= Beginning of Section =
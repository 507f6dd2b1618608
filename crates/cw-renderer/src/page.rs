//! Page preview rendering.
//!
//! The preview is a pure function of the document and the [`RenderState`].
//! Every section is wrapped in a `<section data-section="…">` carrying an
//! edit button; the targeted section also gets the `editing` class. Empty
//! lists render nothing rather than an empty container.

use std::fmt::Write;

use cw_content::navigation::{NavLink, NavigationItem};
use cw_content::{ContentDocument, FooterLink, SectionId};

use crate::escape::escape_html;

/// Transient view state the preview depends on.
#[derive(Clone, Copy, Debug, Default, PartialEq, Eq)]
pub struct RenderState<'a> {
    /// Section open in the editor.
    pub target: Option<SectionId>,
    /// Id of the expanded dropdown.
    pub open_menu: Option<&'a str>,
}

/// Render the page preview with all dropdowns closed.
#[must_use]
pub fn render(doc: &ContentDocument, target: Option<SectionId>) -> String {
    render_with(
        doc,
        &RenderState {
            target,
            open_menu: None,
        },
    )
}

/// Render the page preview.
#[must_use]
pub fn render_with(doc: &ContentDocument, state: &RenderState<'_>) -> String {
    let mut out = String::with_capacity(8 * 1024);

    write!(
        out,
        r#"<div class="cw-page" style="--cw-primary:{};--cw-secondary:{}">"#,
        escape_html(&doc.primary_color),
        escape_html(&doc.secondary_color)
    )
    .unwrap();

    for section in SectionId::ALL {
        section_start(section, state.target, &mut out);
        match section {
            SectionId::Header => header(doc, state.open_menu, &mut out),
            SectionId::Hero => hero(doc, &mut out),
            SectionId::About => about(doc, &mut out),
            SectionId::Academics => academics(doc, &mut out),
            SectionId::ProfessionalBodies => professional_bodies(doc, &mut out),
            SectionId::News => news(doc, &mut out),
            SectionId::Footer => footer(doc, &mut out),
        }
        out.push_str("</section>");
    }

    out.push_str("</div>");
    out
}

fn section_start(section: SectionId, target: Option<SectionId>, out: &mut String) {
    let class = if target == Some(section) {
        "cw-section editing"
    } else {
        "cw-section"
    };
    write!(
        out,
        r#"<section id="{id}" class="{class}" data-section="{id}"><button type="button" class="edit-section" data-edit-section="{id}" aria-label="Edit {title}">Edit</button>"#,
        id = section.as_str(),
        title = section.title(),
    )
    .unwrap();
}

fn header(doc: &ContentDocument, open_menu: Option<&str>, out: &mut String) {
    out.push_str(r#"<header class="site-header"><div class="brand">"#);
    if !doc.logo_url.is_empty() {
        write!(
            out,
            r#"<img class="logo" src="{}" alt="{} logo">"#,
            escape_html(&doc.logo_url),
            escape_html(&doc.college_name)
        )
        .unwrap();
    }
    write!(
        out,
        r#"<div><span class="college-name">{}</span><span class="tagline">{}</span></div></div>"#,
        escape_html(&doc.college_name),
        escape_html(&doc.tagline)
    )
    .unwrap();
    navigation(&doc.navigation_items, open_menu, out);
    out.push_str("</header>");
}

fn navigation(items: &[NavigationItem], open_menu: Option<&str>, out: &mut String) {
    if items.is_empty() {
        return;
    }
    out.push_str(r#"<nav><ul class="nav-list">"#);
    for item in items {
        nav_entry(&item.id, &item.label, item.link(), open_menu, out);
    }
    out.push_str("</ul></nav>");
}

fn nav_entry(id: &str, label: &str, link: NavLink<'_>, open_menu: Option<&str>, out: &mut String) {
    let label = escape_html(label);
    match link {
        NavLink::Internal { href } => {
            write!(
                out,
                r#"<li class="nav-item"><a href="{}">{label}</a></li>"#,
                escape_html(href)
            )
            .unwrap();
        }
        NavLink::External { href } => {
            write!(
                out,
                r#"<li class="nav-item"><a href="{}" target="_blank" rel="noopener noreferrer">{label}</a></li>"#,
                escape_html(href)
            )
            .unwrap();
        }
        NavLink::Dropdown { children } => {
            let open = open_menu == Some(id);
            let id = escape_html(id);
            write!(
                out,
                r#"<li class="nav-item dropdown"><button type="button" class="dropdown-toggle" data-menu-toggle="{id}" aria-expanded="{open}" aria-controls="menu-{id}">{label}</button><ul id="menu-{id}" class="dropdown-menu"{}>"#,
                if open { "" } else { " hidden" }
            )
            .unwrap();
            for child in children {
                nav_entry(&child.id, &child.label, child.link(), open_menu, out);
            }
            out.push_str("</ul></li>");
        }
    }
}

fn hero(doc: &ContentDocument, out: &mut String) {
    write!(
        out,
        r#"<div class="hero"><h1>{}</h1><p>{}</p>"#,
        escape_html(&doc.hero_title),
        escape_html(&doc.hero_subtitle)
    )
    .unwrap();
    if !doc.cta_button_text.is_empty() {
        write!(
            out,
            r#"<a class="cta" href="{}">{}</a>"#,
            escape_html(&doc.cta_button_link),
            escape_html(&doc.cta_button_text)
        )
        .unwrap();
    }
    out.push_str("</div>");
}

fn about(doc: &ContentDocument, out: &mut String) {
    write!(
        out,
        "<h2>{}</h2><p>{}</p>",
        escape_html(&doc.about_title),
        escape_html(&doc.about_content)
    )
    .unwrap();
}

fn academics(doc: &ContentDocument, out: &mut String) {
    write!(
        out,
        "<h2>{}</h2><p>{}</p>",
        escape_html(&doc.academics_title),
        escape_html(&doc.academics_description)
    )
    .unwrap();
    if doc.departments.is_empty() {
        return;
    }
    out.push_str(r#"<div class="departments">"#);
    for dept in &doc.departments {
        write!(
            out,
            r#"<article class="department" data-id="{}"><h3>{}</h3><p>Duration: {}</p><p>Seats: {}</p><a href="{}">Learn more</a></article>"#,
            escape_html(&dept.id),
            escape_html(&dept.name),
            escape_html(&dept.duration),
            escape_html(&dept.seats),
            escape_html(&dept.link)
        )
        .unwrap();
    }
    out.push_str("</div>");
}

fn professional_bodies(doc: &ContentDocument, out: &mut String) {
    write!(
        out,
        "<h2>{}</h2>",
        escape_html(&doc.professional_bodies_title)
    )
    .unwrap();
    if doc.professional_bodies.is_empty() {
        return;
    }
    out.push_str(r#"<div class="professional-bodies">"#);
    for body in &doc.professional_bodies {
        write!(
            out,
            r#"<article class="professional-body" data-id="{}">"#,
            escape_html(&body.id)
        )
        .unwrap();
        if !body.logo.is_empty() {
            write!(
                out,
                r#"<img src="{}" alt="{}">"#,
                escape_html(&body.logo),
                escape_html(&body.name)
            )
            .unwrap();
        }
        write!(
            out,
            r#"<h3>{}</h3><p>{}</p><a href="{}" target="_blank" rel="noopener noreferrer">Visit website</a></article>"#,
            escape_html(&body.name),
            escape_html(&body.description),
            escape_html(&body.website)
        )
        .unwrap();
    }
    out.push_str("</div>");
}

fn news(doc: &ContentDocument, out: &mut String) {
    out.push_str("<h2>Latest News</h2>");
    if doc.news_items.is_empty() {
        return;
    }
    out.push_str(r#"<div class="news">"#);
    for item in &doc.news_items {
        write!(
            out,
            r#"<article class="news-item" data-id="{}"><span class="category">{}</span><time>{}</time><h3>{}</h3><p>{}</p></article>"#,
            escape_html(&item.id),
            escape_html(&item.category),
            escape_html(&item.date),
            escape_html(&item.title),
            escape_html(&item.content)
        )
        .unwrap();
    }
    out.push_str("</div>");
}

fn footer(doc: &ContentDocument, out: &mut String) {
    let footer = &doc.footer_data;
    let contact = &footer.contact_info;
    write!(
        out,
        r#"<footer class="site-footer"><div class="contact"><h3>Contact</h3><p>{}</p><p>{}</p><p>{}</p></div>"#,
        escape_html(&contact.address),
        escape_html(&contact.phone),
        escape_html(&contact.email)
    )
    .unwrap();
    footer_links("Quick Links", &footer.quick_links, out);
    footer_links("Departments", &footer.departments, out);
    if !footer.social_media.is_empty() {
        out.push_str(r#"<ul class="social">"#);
        for social in &footer.social_media {
            write!(
                out,
                r#"<li><a href="{}" data-icon="{}" target="_blank" rel="noopener noreferrer">{}</a></li>"#,
                escape_html(&social.url),
                escape_html(&social.icon),
                escape_html(&social.platform)
            )
            .unwrap();
        }
        out.push_str("</ul>");
    }
    write!(
        out,
        r#"<p class="copyright">&copy; {}</p></footer>"#,
        escape_html(&doc.college_name)
    )
    .unwrap();
}

fn footer_links(title: &str, links: &[FooterLink], out: &mut String) {
    if links.is_empty() {
        return;
    }
    write!(out, r#"<div class="footer-links"><h3>{title}</h3><ul>"#).unwrap();
    for link in links {
        write!(
            out,
            r#"<li><a href="{}">{}</a></li>"#,
            escape_html(&link.href),
            escape_html(&link.label)
        )
        .unwrap();
    }
    out.push_str("</ul></div>");
}

#[cfg(test)]
mod tests {
    use cw_content::navigation::{NavChild, NavKind};
    use cw_content::{FooterData, NewsItem};

    use super::*;

    fn nav_item(id: &str, kind: NavKind, children: Vec<NavChild>) -> NavigationItem {
        NavigationItem {
            id: id.to_owned(),
            label: id.to_uppercase(),
            href: format!("/{id}"),
            kind,
            children,
        }
    }

    fn child(id: &str) -> NavChild {
        NavChild {
            id: id.to_owned(),
            label: id.to_uppercase(),
            href: format!("/c/{id}"),
            kind: NavKind::Internal,
        }
    }

    #[test]
    fn test_render_is_deterministic() {
        let doc = ContentDocument::default();

        assert_eq!(
            render(&doc, Some(SectionId::About)),
            render(&doc, Some(SectionId::About))
        );
    }

    #[test]
    fn test_every_section_has_wrapper_and_edit_button() {
        let html = render(&ContentDocument::default(), None);

        for section in SectionId::ALL {
            assert!(html.contains(&format!(r#"data-section="{section}""#)));
            assert!(html.contains(&format!(r#"data-edit-section="{section}""#)));
        }
        assert!(!html.contains("editing"));
    }

    #[test]
    fn test_target_section_is_marked() {
        let html = render(&ContentDocument::default(), Some(SectionId::Hero));

        assert!(html.contains(r#"<section id="hero" class="cw-section editing""#));
        assert!(html.contains(r#"<section id="about" class="cw-section""#));
    }

    #[test]
    fn test_text_is_escaped() {
        let doc = ContentDocument {
            college_name: "<b>A & B</b>".to_owned(),
            ..ContentDocument::default()
        };

        let html = render(&doc, None);

        assert!(html.contains("&lt;b&gt;A &amp; B&lt;/b&gt;"));
        assert!(!html.contains("<b>A & B</b>"));
    }

    #[test]
    fn test_empty_lists_omit_containers() {
        let doc = ContentDocument {
            navigation_items: Vec::new(),
            news_items: Vec::new(),
            departments: Vec::new(),
            professional_bodies: Vec::new(),
            footer_data: FooterData {
                quick_links: Vec::new(),
                departments: Vec::new(),
                social_media: Vec::new(),
                ..FooterData::default()
            },
            ..ContentDocument::default()
        };

        let html = render(&doc, None);

        assert!(!html.contains("<nav>"));
        assert!(!html.contains(r#"class="news""#));
        assert!(!html.contains(r#"class="departments""#));
        assert!(!html.contains(r#"class="professional-bodies""#));
        assert!(!html.contains(r#"class="footer-links""#));
        assert!(!html.contains(r#"class="social""#));
    }

    #[test]
    fn test_external_link_opens_new_tab() {
        let doc = ContentDocument {
            navigation_items: vec![nav_item("portal", NavKind::External, Vec::new())],
            ..ContentDocument::default()
        };

        let html = render(&doc, None);

        assert!(html.contains(
            r#"<a href="/portal" target="_blank" rel="noopener noreferrer">PORTAL</a>"#
        ));
    }

    #[test]
    fn test_dropdown_without_children_renders_as_link() {
        let doc = ContentDocument {
            navigation_items: vec![nav_item("research", NavKind::Dropdown, Vec::new())],
            ..ContentDocument::default()
        };

        let html = render(&doc, None);

        assert!(html.contains(r#"<li class="nav-item"><a href="/research">RESEARCH</a></li>"#));
        assert!(!html.contains("dropdown-toggle"));
    }

    #[test]
    fn test_dropdown_hidden_until_open() {
        let doc = ContentDocument {
            navigation_items: vec![nav_item(
                "research",
                NavKind::Dropdown,
                vec![child("labs"), child("papers")],
            )],
            ..ContentDocument::default()
        };

        let closed = render(&doc, None);
        let open = render_with(
            &doc,
            &RenderState {
                target: None,
                open_menu: Some("research"),
            },
        );

        assert!(closed.contains(r#"aria-expanded="false""#));
        assert!(closed.contains(r#"class="dropdown-menu" hidden>"#));
        assert!(open.contains(r#"aria-expanded="true""#));
        assert!(open.contains(r#"class="dropdown-menu">"#));
        assert!(open.contains(r#"<a href="/c/labs">LABS</a>"#));
        assert!(open.find("LABS").unwrap() < open.find("PAPERS").unwrap());
    }

    #[test]
    fn test_news_items_in_order() {
        let doc = ContentDocument {
            news_items: vec![
                NewsItem {
                    id: "b".to_owned(),
                    title: "Zeta headline".to_owned(),
                    ..NewsItem::default()
                },
                NewsItem {
                    id: "a".to_owned(),
                    title: "Alpha headline".to_owned(),
                    ..NewsItem::default()
                },
            ],
            ..ContentDocument::default()
        };

        let html = render(&doc, None);

        assert!(html.find("Zeta headline").unwrap() < html.find("Alpha headline").unwrap());
    }

    #[test]
    fn test_colors_become_custom_properties() {
        let html = render(&ContentDocument::default(), None);

        assert!(html.starts_with(
            r#"<div class="cw-page" style="--cw-primary:#2563eb;--cw-secondary:#10b981">"#
        ));
    }
}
= End of Section =
▸ **WORK TO COMPLETE**:
Bring together all lines in the records where the word "research" is found.

▸ **REPLY**:
            navigation_items: vec![nav_item("research", NavKind::Dropdown, Vec::new())],
        assert!(html.contains(r#"<li class="nav-item"><a href="/research">RESEARCH</a></li>"#));
                "research",
                open_menu: Some("research"),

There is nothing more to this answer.